▶ Exercise
Report how many lines below contain the word "matching", giving the number and no other words.

[Records for processing — start]

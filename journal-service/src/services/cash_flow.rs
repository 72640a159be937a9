//! Indirect-method cash flow statement from posted journal activity.

use crate::error::{check_range, LedgerResult};
use crate::models::{
    AccountActivity, AccountType, ActivitySection, CashFlowCategory, CashFlowItem,
    CashFlowStatement, OperatingActivities,
};
use crate::services::metrics::DB_QUERY_DURATION;
use chrono::NaiveDate;
use rust_decimal::Decimal;
use sqlx::postgres::PgPool;
use tracing::{info, instrument, warn};

/// Account-code prefix rules for balance-sheet accounts. The longest matching
/// prefix wins; accounts matching nothing are working capital.
#[derive(Debug, Clone, PartialEq, Eq)]
pub struct CashFlowRules {
    rules: Vec<(String, CashFlowCategory)>,
}

impl Default for CashFlowRules {
    fn default() -> Self {
        use CashFlowCategory::*;
        let rules = [
            // Accumulated depreciation and amortization
            ("1690", NonCashAdjustment),
            ("1790", NonCashAdjustment),
            // Receivables, inventory, payables and tax payable
            ("11", WorkingCapital),
            ("12", WorkingCapital),
            ("13", WorkingCapital),
            ("21", WorkingCapital),
            ("2103", WorkingCapital),
            // Investments, fixed assets and intangibles
            ("14", Investing),
            ("15", Investing),
            ("16", Investing),
            ("17", Investing),
            // Short and long term debt, equity
            ("211", Financing),
            ("22", Financing),
            ("3", Financing),
        ];
        Self {
            rules: rules
                .into_iter()
                .map(|(prefix, category)| (prefix.to_string(), category))
                .collect(),
        }
    }
}

impl CashFlowRules {
    pub fn rule_count(&self) -> usize {
        self.rules.len()
    }

    /// Parse `prefix=category` pairs separated by commas, e.g.
    /// `1690=non_cash_adjustment,16=investing,22=financing`.
    pub fn parse(raw: &str) -> Result<Self, String> {
        let mut rules = Vec::new();
        for pair in raw.split(',').map(str::trim).filter(|p| !p.is_empty()) {
            let (prefix, category) = pair
                .split_once('=')
                .ok_or_else(|| format!("expected prefix=category, got '{}'", pair))?;
            let prefix = prefix.trim();
            if prefix.is_empty() || !prefix.chars().all(|c| c.is_ascii_digit()) {
                return Err(format!("invalid account prefix '{}'", prefix));
            }
            let category = match category.trim().to_ascii_lowercase().as_str() {
                "non_cash_adjustment" => CashFlowCategory::NonCashAdjustment,
                "working_capital" => CashFlowCategory::WorkingCapital,
                "investing" => CashFlowCategory::Investing,
                "financing" => CashFlowCategory::Financing,
                other => return Err(format!("unknown cash flow category '{}'", other)),
            };
            rules.push((prefix.to_string(), category));
        }
        if rules.is_empty() {
            return Err("no rules given".to_string());
        }
        Ok(Self { rules })
    }

    /// Category of a non-cash account. Revenue and expense accounts always feed
    /// net income.
    pub fn classify(&self, code: &str, account_type: AccountType) -> CashFlowCategory {
        if account_type.is_income_statement() {
            return CashFlowCategory::NetIncome;
        }
        self.rules
            .iter()
            .filter(|(prefix, _)| code.starts_with(prefix.as_str()))
            .max_by_key(|(prefix, _)| prefix.len())
            .map(|(_, category)| *category)
            .unwrap_or(CashFlowCategory::WorkingCapital)
    }
}

/// Assemble the statement. Cash positions come from the sub-ledger logs and are
/// never adjusted to fit the activity total.
pub fn build_statement(
    start_date: NaiveDate,
    end_date: NaiveDate,
    activity: &[AccountActivity],
    rules: &CashFlowRules,
    cash_at_beginning: Decimal,
    cash_at_end: Decimal,
) -> CashFlowStatement {
    let mut operating = OperatingActivities::default();
    let mut investing = ActivitySection::default();
    let mut financing = ActivitySection::default();

    for account in activity.iter().filter(|a| !a.is_cash) {
        let amount = account.cash_effect();
        if amount.is_zero() {
            continue;
        }
        let account_type = account
            .account_type
            .parse::<AccountType>()
            .ok()
            .or_else(|| AccountType::from_code(&account.code))
            .unwrap_or(AccountType::Asset);
        let category = rules.classify(&account.code, account_type);
        let item = CashFlowItem {
            account_id: account.account_id,
            code: account.code.clone(),
            name: account.name.clone(),
            category,
            amount,
        };

        match category {
            CashFlowCategory::NetIncome => {
                operating.net_income += amount;
                operating.items.push(item);
            }
            CashFlowCategory::NonCashAdjustment => {
                operating.non_cash_adjustments += amount;
                operating.items.push(item);
            }
            CashFlowCategory::WorkingCapital => {
                operating.working_capital_changes += amount;
                operating.items.push(item);
            }
            CashFlowCategory::Investing => {
                investing.total += amount;
                investing.items.push(item);
            }
            CashFlowCategory::Financing => {
                financing.total += amount;
                financing.items.push(item);
            }
        }
    }

    operating.total =
        operating.net_income + operating.non_cash_adjustments + operating.working_capital_changes;
    let net_cash_flow = operating.total + investing.total + financing.total;

    CashFlowStatement {
        start_date,
        end_date,
        operating,
        investing,
        financing,
        net_cash_flow,
        cash_at_beginning,
        cash_at_end,
        reconciliation_difference: cash_at_end - (cash_at_beginning + net_cash_flow),
    }
}

#[derive(Clone)]
pub struct CashFlowAggregator {
    pool: PgPool,
    rules: CashFlowRules,
    tolerance: Decimal,
}

impl CashFlowAggregator {
    pub fn new(pool: PgPool, rules: CashFlowRules, tolerance: Decimal) -> Self {
        Self {
            pool,
            rules,
            tolerance,
        }
    }

    /// Statement for `[start, end]`, both inclusive.
    #[instrument(skip(self))]
    pub async fn aggregate(&self, start: NaiveDate, end: NaiveDate) -> LedgerResult<CashFlowStatement> {
        check_range(start, end)?;
        let timer = DB_QUERY_DURATION
            .with_label_values(&["cash_flow"])
            .start_timer();

        let activity = sqlx::query_as::<_, AccountActivity>(
            r#"
            SELECT a.account_id, a.code, a.name, a.account_type,
                   EXISTS (SELECT 1 FROM cash_banks cb WHERE cb.account_id = a.account_id) AS is_cash,
                   COALESCE(SUM(l.debit_amount), 0) AS debit_total,
                   COALESCE(SUM(l.credit_amount), 0) AS credit_total
            FROM journal_lines l
            JOIN journal_entries e ON e.journal_id = l.journal_id
            JOIN accounts a ON a.account_id = l.account_id
            WHERE e.status <> 'DRAFT' AND e.entry_date BETWEEN $1 AND $2
              AND e.source_type <> 'PERIOD_CLOSE'
            GROUP BY a.account_id, a.code, a.name, a.account_type
            ORDER BY a.code
            "#,
        )
        .bind(start)
        .bind(end)
        .fetch_all(&self.pool)
        .await?;

        let (cash_at_beginning, cash_at_end): (Decimal, Decimal) = sqlx::query_as(
            r#"
            SELECT COALESCE(SUM(amount) FILTER (WHERE transaction_date < $1), 0),
                   COALESCE(SUM(amount) FILTER (WHERE transaction_date <= $2), 0)
            FROM cash_bank_transactions
            "#,
        )
        .bind(start)
        .bind(end)
        .fetch_one(&self.pool)
        .await?;

        timer.observe_duration();

        let statement = build_statement(
            start,
            end,
            &activity,
            &self.rules,
            cash_at_beginning,
            cash_at_end,
        );

        if !statement.is_reconciled(self.tolerance) {
            warn!(
                difference = %statement.reconciliation_difference,
                "Cash flow statement does not reconcile with cash/bank logs"
            );
        }
        info!(
            net_cash_flow = %statement.net_cash_flow,
            cash_at_end = %statement.cash_at_end,
            "Cash flow statement built"
        );
        Ok(statement)
    }
}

[Records for processing — finish]

▶ Exercise output
2